As used herein, "Confidential Information" means any and all information (whether furnished in written, oral, electronic or any other format) regarding the Proposed Transaction which is of a non-public, proprietary, or confidential nature, furnished by or on behalf of either Party (the "Disclosing Party"), to the other Party (the "Receiving Party") prior to, on or after the Effective Date.
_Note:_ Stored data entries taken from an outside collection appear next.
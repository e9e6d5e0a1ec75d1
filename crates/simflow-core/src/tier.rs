//! Pipeline tiers and artifact kinds.

use std::fmt;
use std::str::FromStr;

use serde::{Deserialize, Serialize};

/// An ordered pipeline stage.
///
/// The declaration order is the pipeline order: each tier consumes only the
/// outputs of the tier before it.
#[derive(Debug, Clone, Copy, PartialEq, Eq, PartialOrd, Ord, Hash, Serialize, Deserialize)]
#[serde(rename_all = "snake_case")]
pub enum Tier {
    /// Vertex generation.
    Ver,
    /// Full event simulation (steps).
    Stp,
    /// Post-processed hits.
    Hit,
    /// Event building, one output per operating run.
    Evt,
    /// Histogram summarization, one output per simulation id.
    Pdf,
}

impl Tier {
    /// All tiers in pipeline order.
    pub const ALL: [Tier; 5] = [Tier::Ver, Tier::Stp, Tier::Hit, Tier::Evt, Tier::Pdf];

    /// Short name used in selectors, file names and config keys.
    pub fn name(&self) -> &'static str {
        match self {
            Tier::Ver => "ver",
            Tier::Stp => "stp",
            Tier::Hit => "hit",
            Tier::Evt => "evt",
            Tier::Pdf => "pdf",
        }
    }

    /// Whether the tier runs the simulation executable on a macro and has
    /// its own catalog namespace.
    pub fn is_generation(&self) -> bool {
        matches!(self, Tier::Ver | Tier::Stp)
    }

    /// Catalog namespace a tier's definitions are read from.
    ///
    /// Derived tiers reuse the full-simulation definition of the same id.
    pub fn catalog_tier(&self) -> Tier {
        if self.is_generation() {
            *self
        } else {
            Tier::Stp
        }
    }

    /// The tier whose outputs this tier consumes. `ver` has none; `stp` only
    /// consumes vertices when a definition asks for them.
    pub fn upstream(&self) -> Option<Tier> {
        match self {
            Tier::Ver => None,
            Tier::Stp => Some(Tier::Ver),
            Tier::Hit => Some(Tier::Stp),
            Tier::Evt => Some(Tier::Hit),
            Tier::Pdf => Some(Tier::Evt),
        }
    }

    /// The last tier of the pipeline.
    pub fn terminal() -> Tier {
        Tier::Pdf
    }
}

impl fmt::Display for Tier {
    fn fmt(&self, f: &mut fmt::Formatter<'_>) -> fmt::Result {
        f.write_str(self.name())
    }
}

impl FromStr for Tier {
    type Err = String;

    fn from_str(s: &str) -> Result<Self, Self::Err> {
        match s {
            "ver" => Ok(Tier::Ver),
            "stp" => Ok(Tier::Stp),
            "hit" => Ok(Tier::Hit),
            "evt" => Ok(Tier::Evt),
            "pdf" => Ok(Tier::Pdf),
            other => Err(format!("unknown tier '{other}'")),
        }
    }
}

/// Kind of file derived for a job.
#[derive(Debug, Clone, Copy, PartialEq, Eq, PartialOrd, Ord, Hash, Serialize, Deserialize)]
#[serde(rename_all = "snake_case")]
pub enum ArtifactKind {
    Macro,
    Output,
    Log,
    Benchmark,
    Plot,
}

impl ArtifactKind {
    pub const ALL: [ArtifactKind; 5] = [
        ArtifactKind::Macro,
        ArtifactKind::Output,
        ArtifactKind::Log,
        ArtifactKind::Benchmark,
        ArtifactKind::Plot,
    ];

    pub fn name(&self) -> &'static str {
        match self {
            ArtifactKind::Macro => "macro",
            ArtifactKind::Output => "output",
            ArtifactKind::Log => "log",
            ArtifactKind::Benchmark => "benchmark",
            ArtifactKind::Plot => "plot",
        }
    }

    /// File extension. Unique per kind, which is what lets the inverse
    /// parser recover the kind from a bare path.
    pub fn extension(&self) -> &'static str {
        match self {
            ArtifactKind::Macro => "mac",
            ArtifactKind::Output => "lh5",
            ArtifactKind::Log => "log",
            ArtifactKind::Benchmark => "tsv",
            ArtifactKind::Plot => "png",
        }
    }

    pub fn from_extension(ext: &str) -> Option<ArtifactKind> {
        ArtifactKind::ALL
            .into_iter()
            .find(|kind| kind.extension() == ext)
    }

    /// Whether the kind exists for jobs of `tier`.
    pub fn applies_to(&self, tier: Tier) -> bool {
        match self {
            ArtifactKind::Macro => tier.is_generation(),
            _ => true,
        }
    }
}

impl fmt::Display for ArtifactKind {
    fn fmt(&self, f: &mut fmt::Formatter<'_>) -> fmt::Result {
        f.write_str(self.name())
    }
}
impl<'a> Planner<'a> {
    pub fn new(
        catalog: &'a ResolvedCatalog,
        config: &'a SimflowConfig,
        structural: StructuralInputs,
    ) -> Self {
        let policy = FingerprintPolicy::from_config(&config.fingerprint);
        Self {
            catalog,
            config,
            engine: PathEngine::new(config),
            fingerprinter: Fingerprinter::new(catalog, policy, structural),
            run_metadata: None,
        }
    }

    /// Plan drift-time maps for the detectors `source` lists per run.
    pub fn with_run_metadata(mut self, source: &'a dyn RunMetadataSource) -> Self {
        self.run_metadata = Some(source);
        self
    }

    /// Requested nodes before closure.
    fn requested(&self, selection: &Selection) -> Result<BTreeSet<Node>> {
        let mut nodes = BTreeSet::new();
        match selection {
            Selection::Everything => {
                for tier in Tier::ALL {
                    nodes.extend(self.catalog.simids(tier).map(|id| Node::new(tier, id)));
                }
            }
            Selection::Targets(targets) => {
                for target in targets {
                    nodes.insert(self.target_node(target)?);
                }
            }
        }
        Ok(nodes)
    }

    fn target_node(&self, target: &Target) -> Result<Node> {
        match target {
            Target::Node { tier, simid } => {
                self.catalog.require(*tier, simid)?;
                Ok(Node::new(*tier, simid.clone()))
            }
            Target::Simulation { simid } => {
                if self.catalog.get(Tier::Stp, simid).is_some() {
                    Ok(Node::new(Tier::terminal(), simid.clone()))
                } else if self.catalog.get(Tier::Ver, simid).is_some() {
                    Ok(Node::new(Tier::Ver, simid.clone()))
                } else {
                    Err(SimflowError::UnknownSimulationId {
                        tier: Tier::Stp,
                        simid: simid.clone(),
                    })
                }
            }
        }
    }

    /// The node whose outputs `node` consumes.
    fn upstream(&self, node: &Node) -> Result<Option<Node>> {
        Ok(match node.tier {
            Tier::Ver => None,
            Tier::Stp => self
                .catalog
                .require(Tier::Stp, &node.simid)?
                .vertices
                .as_ref()
                .map(|v| Node::new(Tier::Ver, v.clone())),
            tier => tier
                .upstream()
                .map(|up| Node::new(up, node.simid.clone())),
        })
    }

    /// Breadth-first closure over upstream edges.
    fn closure(&self, requested: BTreeSet<Node>) -> Result<BTreeSet<Node>> {
        let mut visited = requested.clone();
        let mut queue: VecDeque<Node> = requested.into_iter().collect();
        while let Some(node) = queue.pop_front() {
            if let Some(up) = self.upstream(&node)? {
                if visited.insert(up.clone()) {
                    queue.push_back(up);
                }
            }
        }
        Ok(visited)
    }

    fn job_count(&self, node: &Node) -> Result<usize> {
        match self.engine.fixed_job_count(node.tier) {
            Some(n) => Ok(n),
            None => Ok(self.catalog.require(node.tier, &node.simid)?.number_of_jobs),
        }
    }

    fn inputs(&self, node: &Node, job_index: usize) -> Result<Vec<PathBuf>> {
        let e = &self.engine;
        let simid = node.simid.as_str();
        Ok(match node.tier {
            Tier::Ver => vec![
                e.path_for(Tier::Ver, simid, job_index, ArtifactKind::Macro)?,
                e.geom_file(),
            ],
            Tier::Stp => {
                let mut inputs = vec![
                    e.path_for(Tier::Stp, simid, job_index, ArtifactKind::Macro)?,
                    e.geom_file(),
                ];
                if let Some(Node { simid: ver, .. }) = self.upstream(node)? {
                    inputs.push(e.path_for(Tier::Ver, &ver, job_index, ArtifactKind::Output)?);
                }
                inputs
            }
            Tier::Hit => vec![
                e.path_for(Tier::Stp, simid, job_index, ArtifactKind::Output)?,
                e.geom_file(),
            ],
            Tier::Evt => {
                let hits = self.job_count(&Node::new(Tier::Hit, simid))?;
                let mut inputs = e.job_outputs(Tier::Hit, simid, hits)?;
                inputs.push(e.partition_file(simid));
                inputs
            }
            Tier::Pdf => e.job_outputs(Tier::Evt, simid, self.config.runlist.len())?,
        })
    }

    fn job(&self, node: &Node, job_index: usize, fingerprint: &str) -> Result<Job> {
        let e = &self.engine;
        let (tier, simid) = (node.tier, node.simid.as_str());
        Ok(Job {
            tier,
            simid: simid.to_string(),
            job_index,
            run: match tier {
                Tier::Evt => self.config.runlist.get(job_index).cloned(),
                _ => None,
            },
            macro_path: if ArtifactKind::Macro.applies_to(tier) {
                Some(e.path_for(tier, simid, job_index, ArtifactKind::Macro)?)
            } else {
                None
            },
            output: e.path_for(tier, simid, job_index, ArtifactKind::Output)?,
            log: e.path_for(tier, simid, job_index, ArtifactKind::Log)?,
            benchmark: e.path_for(tier, simid, job_index, ArtifactKind::Benchmark)?,
            inputs: self.inputs(node, job_index)?,
            fingerprint: fingerprint.to_string(),
        })
    }

    fn geometry_target(&self) -> GeometryTarget {
        GeometryTarget {
            output: self.engine.geom_file(),
            log: self.engine.geom_log_file(),
            inputs: self.config.paths.geom_config.iter().cloned().collect(),
        }
    }

    /// Per-detector and merged maps of every run in the run list.
    fn dtmap_targets(&self) -> Result<Vec<DriftTimeMapTarget>> {
        let Some(source) = self.run_metadata else {
            return Ok(Vec::new());
        };
        let mut targets = Vec::new();
        for run in &self.config.runlist {
            let Some(merged) = self.engine.merged_dtmap_file(run) else {
                obs::emit_dtmaps_skipped(run, "paths.dtmaps is not configured");
                continue;
            };
            let detectors = source.detectors(run);
            if detectors.is_empty() {
                obs::emit_dtmaps_skipped(run, "no detectors deployed");
                continue;
            }
            let mut maps = Vec::with_capacity(detectors.len());
            for detector in detectors {
                if !is_valid_label(&detector) {
                    return Err(SimflowError::InvalidConfig(format!(
                        "detector id '{detector}' in run {run} cannot be used in a file name"
                    )));
                }
                let Some(output) = self.engine.dtmap_file(run, &detector) else {
                    continue;
                };
                maps.push(output.clone());
                targets.push(DriftTimeMapTarget {
                    run: run.clone(),
                    detector: Some(detector),
                    output,
                    inputs: Vec::new(),
                });
            }
            targets.push(DriftTimeMapTarget {
                run: run.clone(),
                detector: None,
                output: merged,
                inputs: maps,
            });
        }
        Ok(targets)
    }

    /// Expand `selection` into a plan.
    pub fn expand(&self, selection: &Selection) -> Result<Plan> {
        let _span = obs::PlanSpan::enter("plan");
        let mode = if selection.is_everything() {
            PlanMode::Full
        } else {
            PlanMode::Restricted
        };
        let nodes = self.closure(self.requested(selection)?)?;

        // Tier order guarantees upstream nodes are decided first.
        let mut skipped: BTreeMap<Node, String> = BTreeMap::new();
        let mut jobs = Vec::new();
        for node in &nodes {
            let reason = match self.upstream(node)? {
                Some(up) if skipped.contains_key(&up) => Some(format!("upstream {up} has no jobs")),
                _ => match self.job_count(node)? {
                    0 if node.tier == Tier::Evt => Some("runlist is empty".to_string()),
                    0 => Some("zero jobs declared".to_string()),
                    _ => None,
                },
            };
            if let Some(reason) = reason {
                obs::emit_node_skipped(node.tier, &node.simid, &reason);
                skipped.insert(node.clone(), reason);
                continue;
            }

            let fingerprint = self.fingerprinter.node(node.tier, &node.simid)?;
            let count = self.job_count(node)?;
            debug!(node = %node, jobs = count, "expanding node");
            for job_index in 0..count {
                jobs.push(self.job(node, job_index, &fingerprint)?);
            }
        }

        let mut partitions = Vec::new();
        for node in nodes.iter().filter(|n| n.tier == Tier::Evt) {
            if skipped.contains_key(node) {
                continue;
            }
            let hits = self.job_count(&Node::new(Tier::Hit, node.simid.clone()))?;
            partitions.push(PartitionTarget {
                simid: node.simid.clone(),
                output: self.engine.partition_file(&node.simid),
                inputs: self.engine.job_outputs(Tier::Hit, &node.simid, hits)?,
            });
        }

        let mut aggregates: Vec<AggregateTarget> = Vec::new();
        for tier in Tier::ALL {
            let inputs: Vec<PathBuf> = jobs
                .iter()
                .filter(|j| j.tier == tier)
                .map(|j| j.output.clone())
                .collect();
            if !inputs.is_empty() {
                aggregates.push(AggregateTarget {
                    name: AggregateTarget::name_for(tier),
                    tier,
                    inputs,
                });
            }
        }

        let geometry = jobs
            .iter()
            .any(|j| j.tier.is_generation() || j.tier == Tier::Hit)
            .then(|| self.geometry_target());
        let plots: Vec<PlotTarget> = nodes
            .iter()
            .filter(|n| n.tier == Tier::Stp && !skipped.contains_key(*n))
            .map(|n| PlotTarget {
                simid: n.simid.clone(),
                output: self.engine.vertex_plot_file(&n.simid),
                inputs: jobs
                    .iter()
                    .filter(|j| j.tier == Tier::Stp && j.simid == n.simid)
                    .map(|j| j.output.clone())
                    .collect(),
            })
            .collect();
        let dtmaps = if jobs.iter().any(|j| j.tier == Tier::Evt) {
            self.dtmap_targets()?
        } else {
            Vec::new()
        };

        let release = (mode == PlanMode::Full).then(|| ReleaseTarget {
            name: RELEASE_TARGET.to_string(),
            requires: aggregates.iter().map(|a| a.name.clone()).collect(),
            inputs: plots
                .iter()
                .map(|p| p.output.clone())
                .chain(
                    dtmaps
                        .iter()
                        .filter(|d| d.detector.is_none())
                        .map(|d| d.output.clone()),
                )
                .collect(),
        });

        let plan = Plan {
            mode,
            jobs,
            partitions,
            aggregates,
            release,
            geometry,
            plots,
            dtmaps,
            skipped: skipped
                .into_iter()
                .map(|(node, reason)| SkippedNode {
                    tier: node.tier,
                    simid: node.simid,
                    reason,
                })
                .collect(),
        };
        check_unique_paths(&plan)?;

        obs::emit_plan_expanded(
            plan.jobs.len(),
            plan.partitions.len(),
            plan.aggregates.len(),
            usize::from(plan.geometry.is_some()) + plan.plots.len() + plan.dtmaps.len(),
            mode == PlanMode::Full,
        );
        Ok(plan)
    }
}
The term "Confidential Information" does not include: (i) information which at the time of disclosure is or subsequently becomes publicly available other than as a result of disclosure by the Receiving Party or its Affiliates or Representatives in violation of this Agreement; (ii) information which is obtained by Receiving Party on a nonconfidential basis from a source (other than from the Disclosing Party or its Affiliates or Representatives) which is not prohibited from disclosing such information; (iii) information which is developed by Receiving Party or its Affiliates independently and without access to the Confidential Information of Disclosing Party; or (iv) information which was already known or otherwise in the possession of Receiving Party or its Affiliates prior to disclosure by Disclosing Party.
Receiving Party (a) will keep all Confidential Information strictly confidential and will not, without the prior written consent of Disclosing Party, disclose any Confidential Information in any manner whatsoever, directly or indirectly, and (b) will not use any Confidential Information in any manner or for any purpose whatsoever, other than for its evaluation of the Proposed Transaction.
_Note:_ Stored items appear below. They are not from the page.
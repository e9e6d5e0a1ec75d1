//! Structured lifecycle events for planning and partitioning passes.
//!
//! Every event carries a stable `event = "..."` key so log pipelines can
//! filter on it regardless of message wording.

use std::path::Path;

use tracing::{debug, info, warn};

use crate::tier::Tier;

/// RAII guard entering a span tagged with the pass label for its lifetime.
///
/// ```ignore
/// let _span = PlanSpan::enter("plan");
/// ```
pub struct PlanSpan {
    _span: tracing::span::EnteredSpan,
}

impl PlanSpan {
    pub fn enter(pass: &str) -> Self {
        let span = tracing::info_span!("simflow.pass", pass = %pass);
        Self {
            _span: span.entered(),
        }
    }
}

/// Plan expansion finished.
pub fn emit_plan_expanded(
    jobs: usize,
    partitions: usize,
    aggregates: usize,
    boundary: usize,
    full: bool,
) {
    info!(
        event = "plan.expanded",
        jobs = jobs,
        partitions = partitions,
        aggregates = aggregates,
        boundary = boundary,
        full = full,
    );
}

/// A run contributes no drift-time maps.
pub fn emit_dtmaps_skipped(run: &str, reason: &str) {
    debug!(event = "plan.dtmaps_skipped", run = %run, reason = %reason);
}

/// A node with no jobs was left out of the plan.
pub fn emit_node_skipped(tier: Tier, simid: &str, reason: &str) {
    warn!(event = "plan.node_skipped", tier = %tier, simid = %simid, reason = %reason);
}

pub fn emit_fingerprint_computed(tier: Tier, simid: &str, digest: &str) {
    debug!(event = "fingerprint.computed", tier = %tier, simid = %simid, digest = %digest);
}

pub fn emit_partition_computed(simid: &str, runs: usize, total_events: u64) {
    info!(
        event = "partition.computed",
        simid = %simid,
        runs = runs,
        total_events = total_events,
    );
}

pub fn emit_partition_written(simid: &str, path: &Path) {
    info!(event = "partition.written", simid = %simid, path = %path.display());
}

/// An `on` detector has no energy-resolution record for a run and gets the
/// fallback curve.
pub fn emit_resolution_missing(run: &str, detector: &str) {
    warn!(event = "partition.resolution_missing", run = %run, detector = %detector);
}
Receiving Party may reveal Confidential Information to those of its "Representatives" who have a clear need to know the Confidential Information for the purpose of evaluating the Proposed Transaction and who are informed of the confidential nature of the Confidential Information and agree to maintain the confidentiality thereof. Receiving Party agrees to be responsible for any disclosure in violation of this Agreement committed by any of its Representatives.
In the event that Receiving Party or its Representatives are required, in the opinion of its legal counsel, to disclose any of the Confidential Information by applicable law, regulation or legal process, Receiving Party will promptly notify Disclosing Party so that Disclosing Party may seek a protective order or other appropriate remedy or, in its sole discretion, waive compliance with the terms of this Agreement.
Receiving Party will cooperate fully with Disclosing Party to obtain such a protective order, at the sole cost and expense of Disclosing Party, and will exercise all reasonable efforts to obtain reliable assurance that confidential treatment will be accorded any Confidential Information that is ultimately required to be disclosed.
At any time upon the request of the Disclosing Party, the Receiving Party will either (a) promptly destroy all copies of the Confidential Information in its or its Affiliates' or Representatives' control or possession and confirm such destruction, or (b) promptly deliver to Disclosing Party all copies of the Confidential Information and destroy all derivative works, confirming any such destruction by delivery of a certificate signed by a duly authorized officer of Receiving Party.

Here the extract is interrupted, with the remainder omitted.